An eigenvalue decomposition of said matrices does not give such entry-wise interpretation as far as I can see.
 A: I will write matrix square roots of $\Sigma$ as $\Sigma=A A^T$, to be consistent with the Cholesky decomposition which is written as $\Sigma = L L^T$ where $L$ is lowtri (lower triangular). So let $X$ be a random vector with $\DeclareMathOperator{\E}{\mathbb{E}} \DeclareMathOperator{\Cov}{\mathbb{Cov}}\DeclareMathOperator{\Var}{\mathbb{Var}} \E X=\mu$ and $\Var X =\Sigma$. Let now $Z$ be a random vector with expectation zero and unit covariance matrix. 
Note that there are (except for the scalar case) infinitely many matrix square roots. If we let $A$ be one of the, then we can find all the others as $A \mathcal{O}$ where $\mathcal{O}$ is any orthogonal matrix, that is, $\mathcal{O} \mathcal{O}^T = \mathcal{O}^T \mathcal{O} =I$.  This is known as unitary freedom of square roots. 
Let us look at some particular matrix square roots.


*

*First a symmetric square root. Use the spectral decomposition to write $\Sigma = U \Lambda U^T = U\Lambda^{1/2}(U\Lambda^{1/2})^T$. Then $\Sigma^{1/2}=U\Lambda^{1/2}$ and this can be interpreted as the PCA (principal component analysis) of $\Sigma$. 

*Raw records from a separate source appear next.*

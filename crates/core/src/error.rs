use crate::types::DbId;

#[derive(Debug, thiserror::Error)]
pub enum CoreError {
    #[error("{entity} not found")]
    NotFound { entity: &'static str, id: DbId },

    #[error("Validation failed: {0}")]
    Validation(String),
}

*The Cholesky decomposition $\Sigma=L L^T$ and $L$ is lowtri. We can represent $X$ as $X=\mu + L Z$. Multiplying out to get scalar equations, we get a triangular system in $Z$, which in the time series case can be interpreted as a MA (moving average) representation. 

*The general case $A= L \mathcal{O}$, using the above we can interpret this as a MA representation after rotating $Z$. 
A: An nxn matrix can have many square roots as you mention.  However a covariance matrix must be positive semi-definite and a positive semi-definite matrix has only one square root that is also positive semi-definite.  Take a look at the wikipedia article titled "Square root of a matrix".
A: Sometimes people are interested in estimating the locations of zeros in the precision matrix for the same reason you describe above. If $M$ is your square root matrix, i.e. $M'M = \Sigma^{-1}$, then for nodes $i \neq j$
$$
\Sigma^{-1}_{i,j} = 0 \iff M_i'M_j = 0
$$ 
so I imagine that looking at the inner product between columns of your estimated square root matrix will give you some number akin to how close to conditionally independent two nodes are. Just an idea.
The square root of the covariance matrix, that's the scale. I imagine simulating a standard normal random vector, and then pre-multiplying by the square root matrix. If this matrix is lower-triangular, then I always imagine doing all the little multiplications and additions out.
There are also individual cases you can think of where certain elements of the square root matrix are just square roots of individual elements of the covariance matrix. This isn't that interesting, though, so I figure you have already thought of this.